Introduction to Analysis of Variance (ANOVA)

Analysis of Variance, commonly known as ANOVA, is one of the most important statistical techniques and is used to study the effect of one or more factors on a dependent variable. Its goal is to examine whether statistically significant differences exist between means, checking whether these differences are due to the effect of factors or are simply the result of random variation. When examining the effect of only one factor, we refer to one-way ANOVA, while when two independent variables are considered, we speak of two-way ANOVA. In all cases, the procedure relies on the f-test, which compares the variance within groups to the variance between groups.

One-Way and Two-Way ANOVA

One-way ANOVA is applied when the independent variable is categorical and consists of specific levels, while the dependent variable is quantitative. The mathematical model is expressed as Yij = μ + αi + εij, where μ is the overall effect, αi is the effect of the factor level, and εij is the error term.
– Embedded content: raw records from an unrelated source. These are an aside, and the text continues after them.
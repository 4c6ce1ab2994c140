use argon2::password_hash::rand_core::OsRng;
use argon2::password_hash::{PasswordHash, PasswordHasher, PasswordVerifier, SaltString};
use argon2::{Algorithm, Argon2, Params, Version};

use crate::error::AppError;

fn hasher() -> Result<Argon2<'static>, String> {
    let params = Params::new(19 * 1024, 2, 1, None).map_err(|e| format!("Invalid params: {e}"))?;
    Ok(Argon2::new(Algorithm::Argon2id, Version::V0x13, params))
}

/// Argon2id hash of `password` in PHC string form.
pub fn hash(password: &str) -> Result<String, String> {
    let salt = SaltString::generate(&mut OsRng);
    hasher()?
        .hash_password(password.as_bytes(), &salt)
        .map(|h| h.to_string())
        .map_err(|e| format!("Hashing failed: {e}"))
}

pub fn verify(password: &str, hash: &str) -> Result<bool, String> {
    let parsed = PasswordHash::new(hash).map_err(|e| format!("Invalid hash: {e}"))?;
    Ok(Argon2::default()
        .verify_password(password.as_bytes(), &parsed)
        .is_ok())
}

/// Runs [`hash`] off the async workers; Argon2 is deliberately slow.
pub async fn hash_blocking(password: String) -> Result<String, AppError> {
    tokio::task::spawn_blocking(move || hash(&password))
        .await
        .map_err(|e| AppError::Internal(format!("Hash task failed: {e}")))?
        .map_err(AppError::Internal)
}

pub async fn verify_blocking(password: String, hash: String) -> Result<bool, AppError> {
    tokio::task::spawn_blocking(move || verify(&password, &hash))
        .await
        .map_err(|e| AppError::Internal(format!("Verify task failed: {e}")))?
        .map_err(AppError::Internal)
}

#[cfg(test)]
mod tests {
    use super::*;

    #[test]
    fn hash_then_verify() {
        let hashed = hash("correct horse").unwrap();
        assert!(hashed.starts_with("$argon2id$"));
        assert!(verify("correct horse", &hashed).unwrap());
        assert!(!verify("battery staple", &hashed).unwrap());
    }

    #[test]
    fn verify_rejects_malformed_hash() {
        assert!(verify("anything", "not-a-phc-string").is_err());
    }
}
use chrono::{DateTime, Utc};
use serde::{Deserialize, Serialize};
use uuid::Uuid;

#[derive(Debug, Clone, sqlx::FromRow, Serialize, Deserialize)]
pub struct Mock {
    pub id: Uuid,
    pub user_id: Uuid,
    pub name: String,
    pub description: Option<String>,
    pub base_url: Option<String>,
    pub is_active: bool,
    pub created_at: DateTime<Utc>,
    pub updated_at: DateTime<Utc>,
}

#[derive(Debug, Clone, sqlx::FromRow, Serialize)]
pub struct MockWithCount {
    #[sqlx(flatten)]
    #[serde(flatten)]
    pub mock: Mock,
    pub endpoint_count: i64,
}
use axum::extract::FromRequestParts;
use axum::http::request::Parts;
use axum_extra::TypedHeader;
use axum_extra::headers::Authorization;
use axum_extra::headers::authorization::Bearer;
use uuid::Uuid;

use crate::auth::jwt::{self, TokenError};
use crate::db;
use crate::error::AppError;
use crate::state::SharedState;

/// The caller of a management route, resolved from its bearer token.
#[derive(Debug, Clone)]
pub struct AuthUser {
    pub user_id: Uuid,
    pub email: String,
    pub username: String,
}

impl FromRequestParts<SharedState> for AuthUser {
    type Rejection = AppError;

    async fn from_request_parts(
        parts: &mut Parts,
        state: &SharedState,
    ) -> Result<Self, Self::Rejection> {
        let TypedHeader(Authorization(bearer)) =
            TypedHeader::<Authorization<Bearer>>::from_request_parts(parts, state)
                .await
                .map_err(|_| {
                    AppError::Unauthorized("Please provide a valid access token".to_string())
                })?;

        let claims = jwt::decode_token(bearer.token(), &state.config.jwt_secret).map_err(
            |e| match e {
                TokenError::Expired => {
                    AppError::Unauthorized("The provided token has expired".to_string())
                }
                TokenError::Invalid => {
                    AppError::Unauthorized("The provided token is invalid".to_string())
                }
            },
        )?;

        // Tokens outlive deleted accounts
        let user = db::users::find_by_id(&state.pool, claims.sub)
            .await?
            .ok_or_else(|| {
                AppError::Unauthorized(
                    "The user associated with this token no longer exists".to_string(),
                )
            })?;

        Ok(AuthUser {
            user_id: user.id,
            email: user.email,
            username: user.username,
        })
    }
}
In the case of two-way ANOVA, an additional independent variable is included in order to investigate the main effects of each factor as well as their possible interaction. The model is expressed as Yij = μ + αi + βj + εij.

Repeated Measures ANOVA

Repeated measures ANOVA is used when the same participants are measured more than once, either at different time points or under different conditions. This method allows control of individual differences, since each participant serves as their own control, reducing random variation. For example, it may be used to examine cigarette consumption before, one month after, and six months after a hypnotherapy program, with cigarette consumption as the dependent variable and time as the independent variable. Another example is measuring car breaking speed under different windshield tints, where speed is the dependent variable and tint condition is the independent variable. When there are two independent variables, such as time and condition, a two-way repeated measures ANOVA is required.

Assumptions of the Analysis

For the results of the analysis to be valid, certain assumptions must be met. The dependent variable must be measured on a continuous scale, that is, it should be interval or ratio, such as time, weight, or test scores. The independent variable must consist of at least two related groups or matched pairs, meaning the same participants take part in all measurements. There should be no significant outliers in the related groups, as they may distort the results. The distribution of the dependent variable within each group should be approximately normal, something that can be checked with the Shapiro-Wilk test. Finally, the assumption of sphericity must be satisfied, which means that the variances of the differences between all combinations of related groups should be equal. Violation of sphericity increases the probability of a Type I error. The last three assumptions can be tested using SPSS Statistics, while the first two depend on the study design.

Procedure in SPSS Statistics

The application of repeated measures ANOVA in SPSS involves specific steps. First, the data are entered and coded, with separate columns for each measurement. Then, from the menu, the path Analyze, General Linear Model, and Repeated Measures is selected. The independent variable, such as time, and its levels are defined. Next, the data columns are assigned to the levels, and the assumption of sphericity is tested through Mauchly’s Test. If this assumption is violated, corrections such as Greenhouse-Geisser or Huynh-Feldt are applied. Finally, the results are extracted and interpreted in terms of main effects and interactions.

Interpretation of Results

SPSS provides tables with statistical results, where the main criterion is the p-value of the f-test. When the p-value is less than 0.05, the null hypothesis is rejected, and we conclude that there are statistically significant differences among the groups. When the p-value is equal to or greater than 0.05, no evidence of differences is found. In cases where significant results are identified, additional comparisons, such as post-hoc tests or pairwise comparisons, are applied to determine which time point or condition differs from the others.

Conclusion

Repeated measures ANOVA is a powerful method that allows the analysis of data where the same participants are measured across multiple time points or conditions. With SPSS Statistics, the procedure becomes more systematic and accessible, provided that the necessary assumptions are checked and the results are interpreted carefully. Its application provides reliable conclusions and makes a significant contribution to the study of interventions, treatments, or experimental procedures, establishing it as one of the most useful tools in data analysis in social, psychological, and biomedical sciences.